Beginner Guide

Why Is Padel Becoming So Popular?

Padel players in action with text explaining that padel is beginner-friendly, social to play and a fun form of fitness.

Padel is becoming so popular because it is easy to try, social by default and backed by rapid court growth. Beginners can enjoy rallies quickly, clubs can run repeat doubles bookings, and the sport has enough tactical depth to keep regular players interested.

Last updated: 24 June 2026. This article uses current LTA and International Padel Federation reporting for growth claims.

The short answer

Padel has a rare mix: low barrier to entry, high repeat potential and strong venue economics.
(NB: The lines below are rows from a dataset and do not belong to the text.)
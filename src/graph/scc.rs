//! Strongly connected components (Tarjan), iterative so that long foreign-key
//! chains cannot exhaust the call stack.

const UNVISITED: usize = usize::MAX;

/// Partition the nodes `0..successors.len()` into strongly connected
/// components. Each component's members are sorted ascending; components are
/// returned in reverse topological order of the condensation.
pub fn strongly_connected(successors: &[Vec<usize>]) -> Vec<Vec<usize>> {
    let n = successors.len();
    let mut index = vec![UNVISITED; n];
    let mut lowlink = vec![0usize; n];
    let mut on_stack = vec![false; n];
    let mut stack: Vec<usize> = Vec::new();
    let mut components: Vec<Vec<usize>> = Vec::new();
    let mut next_index = 0usize;

    // (node, position of the next successor to visit)
    let mut frames: Vec<(usize, usize)> = Vec::new();

    for root in 0..n {
        if index[root] != UNVISITED {
            continue;
        }
        frames.push((root, 0));

        while let Some(frame) = frames.last_mut() {
            let (node, pos) = *frame;

            if pos == 0 && index[node] == UNVISITED {
                index[node] = next_index;
                lowlink[node] = next_index;
                next_index += 1;
                stack.push(node);
                on_stack[node] = true;
            }

            if let Some(&succ) = successors[node].get(pos) {
                frame.1 += 1;
                if index[succ] == UNVISITED {
                    frames.push((succ, 0));
                } else if on_stack[succ] {
                    lowlink[node] = lowlink[node].min(index[succ]);
                }
                continue;
            }

            frames.pop();

            if lowlink[node] == index[node] {
                let mut component = Vec::new();
                while let Some(member) = stack.pop() {
                    on_stack[member] = false;
                    component.push(member);
                    if member == node {
                        break;
                    }
                }
                component.sort_unstable();
                components.push(component);
            }

            if let Some(&(caller, _)) = frames.last() {
                lowlink[caller] = lowlink[caller].min(lowlink[node]);
            }
        }
    }

    components
}

#[cfg(test)]
mod tests {
    use super::*;

    fn sorted(mut components: Vec<Vec<usize>>) -> Vec<Vec<usize>> {
        components.sort();
        components
    }

    #[test]
    fn acyclic_graph_has_singleton_components() {
        // 0 -> 1 -> 2, 0 -> 2
        let succ = vec![vec![1, 2], vec![2], vec![]];
        let comps = strongly_connected(&succ);
        assert_eq!(sorted(comps), vec![vec![0], vec![1], vec![2]]);
    }

    #[test]
    fn three_cycle_is_one_component() {
        // 0 -> 1 -> 2 -> 0, 3 isolated
        let succ = vec![vec![1], vec![2], vec![0], vec![]];
        let comps = strongly_connected(&succ);
        assert_eq!(sorted(comps), vec![vec![0, 1, 2], vec![3]]);
    }

    #[test]
    fn separate_cycles_are_separate_components() {
        // 0 <-> 1, 2 <-> 3, 1 -> 2
        let succ = vec![vec![1], vec![0, 2], vec![3], vec![2]];
        let comps = strongly_connected(&succ);
        assert_eq!(sorted(comps.clone()), vec![vec![0, 1], vec![2, 3]]);
        // reverse topological: the sink {2,3} is emitted first
        assert_eq!(comps[0], vec![2, 3]);
    }

    #[test]
    fn long_chain_does_not_recurse() {
        let n = 100_000;
        let succ: Vec<Vec<usize>> = (0..n)
            .map(|i| if i + 1 < n { vec![i + 1] } else { vec![] })
            .collect();
        let comps = strongly_connected(&succ);
        assert_eq!(comps.len(), n);
    }
}
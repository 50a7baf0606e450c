//! PostgreSQL.

use super::{distinct_children, filter_predicates, DbAdapter, TableFilter};
use crate::schema::{Relationship, Table};

#[derive(Debug, Clone, Copy, Default)]
pub struct Postgres;

fn double_quote(ident: &str) -> String {
    format!("\"{}\"", ident.replace('"', "\"\""))
}

impl DbAdapter for Postgres {
    fn name(&self) -> &'static str {
        "postgres"
    }

    fn quote(&self, table: &Table) -> String {
        match &table.schema {
            Some(schema) => format!("{}.{}", double_quote(schema), double_quote(&table.name)),
            None => double_quote(&table.name),
        }
    }

    fn tables_query(&self, filter: &TableFilter) -> String {
        format!(
            "SELECT table_schema, table_name FROM information_schema.tables \
             WHERE table_type = 'BASE TABLE' \
             AND table_schema NOT IN ('pg_catalog', 'information_schema'){} \
             ORDER BY table_schema, table_name",
            filter_predicates(filter, Some("table_schema"), "table_name")
        )
    }

    fn relationships_query(&self, _filter: &TableFilter) -> String {
        "SELECT pn.nspname, pc.relname, cn.nspname, cc.relname, con.conname \
         FROM pg_catalog.pg_constraint con \
         INNER JOIN pg_catalog.pg_class cc ON con.conrelid = cc.oid \
         INNER JOIN pg_catalog.pg_namespace cn ON cc.relnamespace = cn.oid \
         INNER JOIN pg_catalog.pg_class pc ON con.confrelid = pc.oid \
         INNER JOIN pg_catalog.pg_namespace pn ON pc.relnamespace = pn.oid \
         WHERE con.contype = 'f' \
         ORDER BY cn.nspname, cc.relname, con.conname"
            .to_string()
    }

    /// Restart every sequence owned by a column of `tables` (serial and
    /// identity columns alike) at its start value.
    fn reseed_sql(&self, tables: &[Table]) -> String {
        if tables.is_empty() {
            return String::new();
        }
        let regclasses = tables
            .iter()
            .map(|t| format!("'{}'::regclass", self.quote(t).replace('\'', "''")))
            .collect::<Vec<_>>()
            .join(", ");
        format!(
            "DO $$\n\
             DECLARE r record;\n\
             BEGIN\n\
             FOR r IN SELECT d.objid::regclass AS seq FROM pg_catalog.pg_depend d \
             INNER JOIN pg_catalog.pg_sequence s ON s.seqrelid = d.objid \
             WHERE d.refobjid IN ({regclasses}) AND d.deptype IN ('a', 'i') LOOP\n\
             EXECUTE format('ALTER SEQUENCE %s RESTART', r.seq);\n\
             END LOOP;\n\
             END $$;"
        )
    }

    fn suspended_delete_sql(&self, tables: &[Table], suspended: &[Relationship]) -> Option<String> {
        let children = distinct_children(suspended);
        let mut lines = Vec::new();
        for child in &children {
            lines.push(format!("ALTER TABLE {} DISABLE TRIGGER ALL;", self.quote(child)));
        }
        lines.push(self.delete_sql(tables));
        for child in &children {
            lines.push(format!("ALTER TABLE {} ENABLE TRIGGER ALL;", self.quote(child)));
        }
        Some(lines.join("\n"))
    }
}
use std::path::{Path, PathBuf};
use std::time::Duration;

use anyhow::{Context, Result};
use serde::{Deserialize, Serialize};
use tracing::info;

use crate::dialect::{Dialect, TableFilter};

/// Default config file, looked up in the working directory.
pub const DEFAULT_CONFIG_FILE: &str = "checkpoint.toml";

#[derive(Debug, Deserialize, Clone, Default)]
#[serde(default)]
pub struct CheckpointConfig {
    pub database: DatabaseConfig,
    pub reset: ResetConfig,
    pub log: LogConfig,
}

#[derive(Debug, Deserialize, Clone)]
#[serde(default)]
pub struct DatabaseConfig {
    pub path: String,
}

/// What to do with tables whose foreign keys form a cycle.
#[derive(Debug, Clone, Copy, Default, PartialEq, Eq, Serialize, Deserialize)]
#[serde(rename_all = "snake_case")]
pub enum CyclePolicy {
    /// Leave cyclic tables out of the reset and delete everything else.
    #[default]
    Exclude,
    /// Refuse to build a plan.
    Abort,
    /// Delete cyclic tables too, with their constraints suspended.
    Suspend,
}

#[derive(Debug, Deserialize, Clone, Default)]
#[serde(default)]
pub struct ResetConfig {
    pub dialect: Dialect,
    pub tables_to_ignore: Vec<String>,
    pub tables_to_include: Vec<String>,
    pub schemas_to_include: Vec<String>,
    pub schemas_to_exclude: Vec<String>,
    pub check_temporal_tables: bool,
    pub with_reseed: bool,
    pub command_timeout_secs: Option<u64>,
    pub cycle_policy: CyclePolicy,
    /// Resume versioning even when the delete phase fails.
    pub restore_versioning_on_failure: bool,
}

#[derive(Debug, Deserialize, Clone)]
#[serde(default)]
pub struct LogConfig {
    pub level: String,
}

impl Default for DatabaseConfig {
    fn default() -> Self {
        Self {
            path: "test.db".into(),
        }
    }
}

impl Default for LogConfig {
    fn default() -> Self {
        Self {
            level: "info".into(),
        }
    }
}

impl ResetConfig {
    pub fn filter(&self) -> TableFilter {
        TableFilter {
            tables_to_ignore: self.tables_to_ignore.clone(),
            tables_to_include: self.tables_to_include.clone(),
            schemas_to_include: self.schemas_to_include.clone(),
            schemas_to_exclude: self.schemas_to_exclude.clone(),
        }
    }

    pub fn command_timeout(&self) -> Option<Duration> {
        self.command_timeout_secs.map(Duration::from_secs)
    }
}

/// Returns `./checkpoint.toml`
pub fn default_config_path() -> PathBuf {
    PathBuf::from(DEFAULT_CONFIG_FILE)
}

pub fn expand_tilde(path: &str) -> PathBuf {
    match (path.strip_prefix("~/"), dirs::home_dir()) {
        (Some(rest), Some(home)) => home.join(rest),
        _ => PathBuf::from(path),
    }
}

impl CheckpointConfig {
    /// Load config from `./checkpoint.toml` (if it exists) then apply env var overrides.
    pub fn load() -> Result<Self> {
        Self::load_from(default_config_path())
    }

    /// Load from a specific path, then apply env var overrides.
    pub fn load_from(path: impl AsRef<Path>) -> Result<Self> {
        let path = path.as_ref();
        let mut config = if path.exists() {
            let contents =
                std::fs::read_to_string(path).context("failed to read config file")?;
            toml::from_str(&contents).context("failed to parse config TOML")?
        } else {
            info!("no config file at {}, using defaults", path.display());
            CheckpointConfig::default()
        };

        config.apply_env_overrides()?;
        Ok(config)
    }

    /// Resolve the database path, expanding `~` if needed.
    pub fn resolved_db_path(&self) -> PathBuf {
        expand_tilde(&self.database.path)
    }

    /// Apply environment variable overrides (CHECKPOINT_DB, CHECKPOINT_DIALECT,
    /// CHECKPOINT_LOG_LEVEL, CHECKPOINT_COMMAND_TIMEOUT_SECS).
    fn apply_env_overrides(&mut self) -> Result<()> {
        if let Ok(val) = std::env::var("CHECKPOINT_DB") {
            self.database.path = val;
        }
        if let Ok(val) = std::env::var("CHECKPOINT_DIALECT") {
            self.reset.dialect = val
                .parse()
                .map_err(anyhow::Error::msg)
                .context("invalid CHECKPOINT_DIALECT")?;
        }
        if let Ok(val) = std::env::var("CHECKPOINT_LOG_LEVEL") {
            self.log.level = val;
        }
        if let Ok(val) = std::env::var("CHECKPOINT_COMMAND_TIMEOUT_SECS") {
            let secs = val
                .parse::<u64>()
                .context("invalid CHECKPOINT_COMMAND_TIMEOUT_SECS")?;
            self.reset.command_timeout_secs = Some(secs);
        }
        Ok(())
    }
}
You do not need an overarm serve, the court is smaller than tennis, the walls keep rallies alive and the doubles format makes it easy to play with friends.

That is why it has moved from niche curiosity to a sport many people now recognise, book and play regularly.

1. It is easy to start

Some sports make beginners suffer before the fun arrives. Padel is kinder. The LTA's beginner guidance explains that padel is usually played in doubles on an enclosed court, points start with an underarm serve after one bounce, and players can use the walls after the ball has bounced.

That means new players can often get rallies going in their first session. Early fun is a powerful growth engine.

2. It is naturally social

Padel is normally played as doubles, so it starts with 4 people rather than one player trying to motivate themselves in a corner of the gym. Friends, couples, work groups and club sessions all fit the format.

The social side matters because it creates repeat behaviour. A regular group booking is easier to maintain than a vague promise to exercise more.

3. Rallies last longer

The enclosed court and playable walls keep more balls alive. That creates longer rallies, more reactions and more chances for beginners to feel involved.

A sport grows faster when the first session feels like playing, not practising failure. Padel is good at making ordinary players feel competitive quickly.

4. Clubs and venues can make it work

Padel courts take less space than tennis courts and the sport is played as doubles, so venues can serve more players in a compact footprint. That does not make every court project automatically right - planning, noise, lighting and local demand still matter - but it explains why clubs and leisure operators are interested.

More venues create more awareness. More awareness creates more bookings. Then the cycle starts looking rather pleased with itself.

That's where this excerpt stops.